After 3 years out of production, a product page showed an offer too good to be true. By applying for another amazon credit card, they'd reduce it to what it was 3 years ago: $100.
It was a scam. You're not getting that kind of confusing power for $150 anymore. There was another updated listing in China.
Of course, a lion who is part monkey can't let go of the fruit. Now a 3 week delay wasn't too much to find out if the Chinese listing was also a scam. The justification was manely to stop using the junk laptop lions had used daily since 2018 for rep counting. Pay now & maybe you'll get your order in a month.

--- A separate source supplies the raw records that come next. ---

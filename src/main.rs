use std::process::ExitCode;

use clap::Parser;
use kpt_setters::cli::{Arguments, ExitStatus};
use kpt_setters::logging::setup_logging;

fn main() -> ExitCode {
    let args = Arguments::parse();

    if let Err(err) = setup_logging(args.log_level, args.log_format) {
        eprintln!("Error: {:#}", err);
        return ExitStatus::Error.into();
    }

    match kpt_setters::cli::run_cli(args) {
        Ok(status) => status.into(),
        Err(err) => {
            eprintln!("Error: {:#}", err);
            ExitStatus::Error.into()
        }
    }
}
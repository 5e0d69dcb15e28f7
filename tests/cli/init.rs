use anyhow::Result;
use pretty_assertions::assert_eq;

use crate::{CliTest, run};

#[test]
fn test_init_creates_config() -> Result<()> {
    let test = CliTest::new()?;

    let output = run(test.command().arg("init"))?;

    assert_eq!(output.code, Some(0));
    assert_eq!(output.stdout, "\u{2713} Created .settersrc.json\n");
    let config: serde_json::Value = serde_json::from_str(&test.read_file(".settersrc.json")?)?;
    assert_eq!(config["settersFile"], "setters.yaml");
    assert_eq!(config["includes"], serde_json::json!(["**/*.yaml", "**/*.yml"]));
    Ok(())
}

#[test]
fn test_init_refuses_to_overwrite() -> Result<()> {
    let test = CliTest::with_file(".settersrc.json", "{}")?;

    let output = run(test.command().arg("init"))?;

    assert_eq!(output.code, Some(1));
    assert_eq!(output.stderr, "Error: .settersrc.json already exists\n");
    assert_eq!(test.read_file(".settersrc.json")?, "{}");
    Ok(())
}

#[test]
fn test_init_config_is_loaded_by_create() -> Result<()> {
    let test = CliTest::new()?;
    run(test.command().arg("init"))?;
    test.write_file("setters.yaml", "image: nginx\n")?;
    test.write_file("deploy.yml", "image: nginx\n")?;

    let output = run(test.create_command().arg("--apply"))?;

    assert_eq!(output.code, Some(0));
    assert_eq!(test.read_file("deploy.yml")?, "image: nginx # kpt-set: ${image}\n");
    Ok(())
}

#[test]
fn test_no_command_prints_help() -> Result<()> {
    let test = CliTest::new()?;

    let output = run(&mut test.command())?;

    assert_eq!(output.code, Some(0));
    assert!(output.stdout.contains("Usage: kpt-setters"));
    assert!(!test.root_has(".settersrc.json"));
    Ok(())
}
//! Setter engine.
//!
//! - `annotation`: the `# kpt-set: ` comment format
//! - `registry`: decoded setter configuration
//! - `pattern`: template compiler and matcher
//! - `create`: forward annotator (setters to annotations)
//! - `list`: reverse resolver (annotations to setter usage)
//! - `error`: error taxonomy

pub mod annotation;
pub mod create;
pub mod error;
pub mod list;
pub mod pattern;
pub mod registry;

pub use annotation::SETTER_COMMENT_PREFIX;
pub use create::{CreateSetters, MatchResult, annotate};
pub use error::{InputError, SetterError, TraversalError};
pub use list::{ListSetters, SetterKind, TallyRecord, resolve};
pub use pattern::{BindingSet, Template};
pub use registry::{ListSetter, ScalarSetter, SetterRegistry};
//! The `# kpt-set: ` line comment format.
//!
//! Other tooling recognizes setter-tagged fields by this exact prefix, so it is
//! reproduced byte-for-byte, including the trailing space after the colon.

/// Prefix of every setter annotation comment.
pub const SETTER_COMMENT_PREFIX: &str = "# kpt-set: ";

/// Build the full line comment for a template, e.g. `# kpt-set: ${image}:${tag}`.
pub fn format_annotation(template: &str) -> String {
    format!("{}{}", SETTER_COMMENT_PREFIX, template)
}

/// Build the placeholder token for a setter name, e.g. `${image}`.
pub fn placeholder(name: &str) -> String {
    format!("${{{}}}", name)
}

/// Extract the template from a line comment.
///
/// Returns `None` when the comment is not a setter annotation or the template
/// is blank.
pub fn extract_template(line_comment: &str) -> Option<&str> {
    let template = line_comment.strip_prefix(SETTER_COMMENT_PREFIX)?.trim();
    if template.is_empty() {
        None
    } else {
        Some(template)
    }
}

/// Strip the surrounding `${ }` from a placeholder token and trim whitespace.
///
/// Input that is not wrapped in `${ }` is only trimmed.
pub fn clean_placeholder(token: &str) -> &str {
    let token = token.trim();
    let inner = token.strip_prefix("${").unwrap_or(token);
    let inner = inner.strip_suffix('}').unwrap_or(inner);
    inner.trim()
}
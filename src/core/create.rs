//! Forward annotator: write `# kpt-set:` templates onto fields whose values
//! match registered setters.
//!
//! Scalars get a template built by substituting every scalar setter value
//! that occurs in the text. Lists are annotated only when a list setter holds
//! exactly the same elements (in any order).

use serde::Serialize;

use crate::document::{Document, NodeId, NodeKind, Style, VisitMut, field_path, format_list, walk_mut};

use super::annotation::{format_annotation, placeholder};
use super::error::{InputError, Result, SetterError, TraversalError};
use super::registry::SetterRegistry;

/// One visited field, annotated or not.
#[derive(Debug, Clone, PartialEq, Eq, Serialize)]
#[serde(rename_all = "camelCase")]
pub struct MatchResult {
    pub file_path: String,
    pub field_path: String,
    pub value: String,
    pub comment: String,
}

/// Annotator state for one run over a batch of documents.
pub struct CreateSetters<'a> {
    registry: &'a SetterRegistry,
    results: Vec<MatchResult>,
    annotated: usize,
    file_path: String,
}

impl<'a> CreateSetters<'a> {
    pub fn new(registry: &'a SetterRegistry) -> Self {
        Self {
            registry,
            results: Vec::new(),
            annotated: 0,
            file_path: String::new(),
        }
    }

    /// Annotate every document in order.
    ///
    /// A traversal failure stops the run; documents already visited keep
    /// their annotations and the results gathered so far stay available.
    pub fn filter(&mut self, documents: &mut [Document]) -> Result<()> {
        if self.registry.is_empty() {
            return Err(InputError::EmptyRegistry.into());
        }
        for doc in documents {
            self.file_path = doc.file_path().to_string();
            walk_mut(doc, self).map_err(|source| SetterError::Traversal {
                file_path: self.file_path.clone(),
                source,
            })?;
        }
        Ok(())
    }

    pub fn results(&self) -> &[MatchResult] {
        &self.results
    }

    pub fn into_results(self) -> Vec<MatchResult> {
        self.results
    }

    /// Number of annotations written so far.
    pub fn annotated_count(&self) -> usize {
        self.annotated
    }

    fn record(&mut self, field_path: String, value: String, comment: String) {
        self.results.push(MatchResult {
            file_path: self.file_path.clone(),
            field_path,
            value,
            comment,
        });
    }

    /// Whether any scalar setter value occurs in any of `values`.
    fn has_scalar_match(&self, values: &[String]) -> bool {
        values.iter().any(|value| {
            self.registry
                .scalars()
                .iter()
                .any(|setter| !setter.value.is_empty() && value.contains(&setter.value))
        })
    }

    fn visit_sequence_field(&mut self, doc: &mut Document, key: NodeId, value: NodeId, path: &str) {
        let registry = self.registry;
        let field = field_path(path, doc.node(key).value());
        let values = doc.element_values(value);

        if let Some(setter) = registry.lists().iter().find(|s| s.matches(&values)) {
            let comment = format_annotation(&placeholder(&setter.name));
            let target = if doc.node(value).style() == Style::Flow {
                doc.node_mut(value).set_style(Style::Folded);
                key
            } else {
                value
            };
            doc.node_mut(target).set_line_comment(comment.clone());
            self.annotated += 1;
            tracing::debug!(file = %self.file_path, field = %field, %comment, "annotated list");
            self.record(field, format_list(&values), comment);
            return;
        }

        if self.has_scalar_match(&values) {
            // partial match, no template is guessed
            let comment = doc.node(value).line_comment().to_string();
            self.record(field, format_list(&values), comment);
            return;
        }

        self.record(field, String::new(), String::new());
    }
}

impl VisitMut for CreateSetters<'_> {
    fn visit_mapping(
        &mut self,
        doc: &mut Document,
        node: NodeId,
        path: &str,
    ) -> std::result::Result<(), TraversalError> {
        let entries = doc.node(node).entries().to_vec();
        for (key, value) in entries {
            if doc.node(value).kind() == NodeKind::Sequence {
                self.visit_sequence_field(doc, key, value, path);
            }
        }
        Ok(())
    }

    fn visit_scalar(
        &mut self,
        doc: &mut Document,
        node: NodeId,
        path: &str,
    ) -> std::result::Result<(), TraversalError> {
        let original = doc.node(node).value().to_string();
        let template = substitute(self.registry, &original);

        // a one-line flow list cannot hold per-element comments, and a
        // comment cannot hold a line break
        let writable = |template: &String| {
            !doc.node(node).is_flow_member() && !template.contains(['\n', '\r'])
        };
        if let Some(template) = template.filter(writable) {
            let comment = format_annotation(&template);
            tracing::debug!(file = %self.file_path, field = path, %comment, "annotated scalar");
            doc.node_mut(node).set_line_comment(comment);
            self.annotated += 1;
        }

        let comment = doc.node(node).line_comment().to_string();
        self.record(path.to_string(), original, comment);
        Ok(())
    }
}

/// Build the template for `text`, or `None` when no setter value occurs in it.
///
/// Setters are applied in registry order. Occurrence is checked against the
/// original text; replacement happens on the template built so far.
pub fn substitute(registry: &SetterRegistry, text: &str) -> Option<String> {
    let mut output = text.to_string();
    let mut matched = false;
    for setter in registry.scalars() {
        if setter.value.is_empty() || !text.contains(&setter.value) {
            continue;
        }
        matched = true;
        output = output.replace(&setter.value, &placeholder(&setter.name));
    }
    matched.then_some(output)
}

/// Annotate `documents` in place and return one result per visited field.
pub fn annotate(registry: &SetterRegistry, documents: &mut [Document]) -> Result<Vec<MatchResult>> {
    let mut creator = CreateSetters::new(registry);
    creator.filter(documents)?;
    Ok(creator.into_results())
}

Bezos's $50 discount was refunded as a gift card balance so the total cost was still $100. Lions had other Bezos credit cards in the past. It seems they eventually expire & don't get renewed, at which time you can apply for another one & get another discount.

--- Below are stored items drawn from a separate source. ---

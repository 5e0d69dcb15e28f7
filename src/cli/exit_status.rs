use std::process::ExitCode;

/// Exit status for CLI commands.
///
/// - `Success` (0): Command completed, nothing left to do
/// - `Failure` (1): Command completed but found pending work (dry-run with changes)
/// - `Error` (2): Command failed (config error, unreadable or unparsable files, etc.)
#[derive(Copy, Clone, Debug, PartialEq, Eq)]
pub enum ExitStatus {
    /// Command completed, nothing left to do.
    Success,
    /// Command completed but found pending work.
    Failure,
    /// Command failed.
    Error,
}

impl From<ExitStatus> for ExitCode {
    fn from(status: ExitStatus) -> Self {
        match status {
            ExitStatus::Success => ExitCode::from(0),
            ExitStatus::Failure => ExitCode::from(1),
            ExitStatus::Error => ExitCode::from(2),
        }
    }
}
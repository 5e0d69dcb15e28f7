use std::{
    fs,
    path::PathBuf,
    process::{Command, Output},
};

use anyhow::{Context, Ok, Result};
use insta_cmd::get_cargo_bin;
use tempfile::TempDir;

mod create;
mod init;
mod list;

const BIN_NAME: &str = "kpt-setters";

pub struct CliTest {
    _temp_dir: TempDir,
    project_dir: PathBuf,
}

impl CliTest {
    pub fn new() -> Result<Self> {
        let temp_dir = TempDir::new()?;
        let project_dir = temp_dir.path().canonicalize()?;
        // Stop config discovery at the test root
        fs::create_dir(project_dir.join(".git"))?;
        Ok(Self {
            _temp_dir: temp_dir,
            project_dir,
        })
    }

    pub fn with_file(path: &str, content: &str) -> Result<Self> {
        let test = Self::new()?;
        test.write_file(path, content)?;
        Ok(test)
    }

    pub fn write_file(&self, path: &str, content: &str) -> Result<()> {
        let file_path = self.project_dir.join(path);

        if let Some(parent) = file_path.parent() {
            fs::create_dir_all(parent)
                .with_context(|| format!("Failed to create directory:{}", parent.display()))?;
        }

        fs::write(&file_path, content)
            .with_context(|| format!("Failed to write file: {}", file_path.display()))?;

        Ok(())
    }

    pub fn command(&self) -> Command {
        let mut cmd = Command::new(get_cargo_bin(BIN_NAME));
        cmd.current_dir(&self.project_dir);
        cmd.env_clear();
        cmd.env("NO_COLOR", "1"); // Disable colors for consistent test output
        cmd
    }

    pub fn create_command(&self) -> Command {
        let mut cmd = self.command();
        cmd.arg("create");
        cmd
    }

    pub fn list_command(&self) -> Command {
        let mut cmd = self.command();
        cmd.arg("list");
        cmd
    }

    pub fn root_has(&self, path: &str) -> bool {
        self.project_dir.join(path).exists()
    }

    pub fn read_file(&self, path: &str) -> Result<String> {
        let file_path = self.project_dir.join(path);
        fs::read_to_string(&file_path)
            .with_context(|| format!("Failed to read file: {}", file_path.display()))
    }
}

/// Captured output of a finished command.
pub struct Run {
    pub code: Option<i32>,
    pub stdout: String,
    pub stderr: String,
}

pub fn run(cmd: &mut Command) -> Result<Run> {
    let Output {
        status,
        stdout,
        stderr,
    } = cmd.output().context("Failed to run command")?;
    Ok(Run {
        code: status.code(),
        stdout: String::from_utf8(stdout)?,
        stderr: String::from_utf8(stderr)?,
    })
}
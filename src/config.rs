use std::{
    fs,
    path::{Path, PathBuf},
};

use anyhow::{Context, Ok, Result};
use glob::Pattern;
use serde::{Deserialize, Serialize};

pub const CONFIG_FILE_NAME: &str = ".settersrc.json";

#[derive(Debug, Deserialize, Serialize)]
#[serde(rename_all = "camelCase")]
pub struct Config {
    #[serde(default = "default_includes")]
    pub includes: Vec<String>,
    #[serde(default)]
    pub ignores: Vec<String>,
    #[serde(default = "default_setters_file")]
    pub setters_file: String,
}

fn default_includes() -> Vec<String> {
    ["**/*.yaml", "**/*.yml"].map(String::from).to_vec()
}

fn default_setters_file() -> String {
    "setters.yaml".to_string()
}

impl Default for Config {
    fn default() -> Self {
        Self {
            includes: default_includes(),
            ignores: Vec::new(),
            setters_file: default_setters_file(),
        }
    }
}

impl Config {
    /// Validate configuration values.
    ///
    /// Returns an error if any glob pattern in `includes` or `ignores` is
    /// invalid, or if `settersFile` is empty.
    pub fn validate(&self) -> Result<()> {
        for pattern in &self.includes {
            Pattern::new(pattern)
                .with_context(|| format!("Invalid glob pattern in 'includes': \"{}\"", pattern))?;
        }

        // Patterns without wildcards are literal paths
        for pattern in &self.ignores {
            if pattern.contains('*') || pattern.contains('?') {
                Pattern::new(pattern).with_context(|| {
                    format!("Invalid glob pattern in 'ignores': \"{}\"", pattern)
                })?;
            }
        }

        if self.setters_file.trim().is_empty() {
            anyhow::bail!("'settersFile' cannot be empty");
        }

        Ok(())
    }
}

pub fn default_config_json() -> Result<String> {
    let config = Config::default();
    serde_json::to_string_pretty(&config).context("Failed to generate default config.")
}

pub fn find_config_file(start_dir: &Path) -> Option<PathBuf> {
    let mut current = start_dir.to_path_buf();

    loop {
        let config_path = current.join(CONFIG_FILE_NAME);
        if config_path.exists() {
            return Some(config_path);
        }
        if current.join(".git").exists() {
            return None;
        }
        if !current.pop() {
            return None;
        }
    }
}

/// Result of loading configuration.
pub struct ConfigLoadResult {
    pub config: Config,
    /// Path of the config file, `None` when using defaults.
    pub path: Option<PathBuf>,
}

impl ConfigLoadResult {
    pub fn from_file(&self) -> bool {
        self.path.is_some()
    }
}

pub fn load_config(start_dir: &Path) -> Result<ConfigLoadResult> {
    match find_config_file(start_dir) {
        Some(path) => {
            let content = fs::read_to_string(&path)
                .with_context(|| format!("Failed to read config file: {:?}", path))?;
            let config: Config = serde_json::from_str(&content)
                .with_context(|| format!("Failed to parse config file: {:?}", path))?;
            config.validate()?;
            tracing::debug!(path = %path.display(), "loaded config");
            Ok(ConfigLoadResult {
                config,
                path: Some(path),
            })
        }
        None => Ok(ConfigLoadResult {
            config: Config::default(),
            path: None,
        }),
    }
}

To be fair, the $100 4GB Jetson nano never shipped until 2023. They only had a $50 2GB version 3 years ago.
2 weeks later, it was real. The mane trick is the SDK image had to be written to a 32 gig card. It didn't work with a 64 gig card & it's too big for a 16 gig card. It might need a manually created partition table to use a 64 gig card. The mount command works with the raw image when providing -o offset= but not when using the partition table.
Setup has to be done with the ttyACM device. It's a pain. 1st, you have to view the output from UART RXD, UART TXD to find out when it has booted. Then you have to connect to ttyACM0 & hit enter a few times.
No terminal program could render the text. It was a matter of reading a terminal capture file to read the prompts & planning on fixing any errors from the command line.
Once setup, logins are provided on all the UARTs & ttyACM, but only UART RXD, UART TXD allows a root login.
Most animals connect a keyboard, mouse, & monitor to use the graphical setup.
Then came disabling a bunch of programs by renaming them .bak.
The mane thing is verifying it really has 4GB. By default, it has some kind of compressed swap space in RAM by using a /dev/zram device. Having the CPU & GPU share the same RAM doesn't leave as much room as you thought. Sadly, it's only useful for running neural networks but not training them. It shows how insanely expensive AI has been & probably always will be.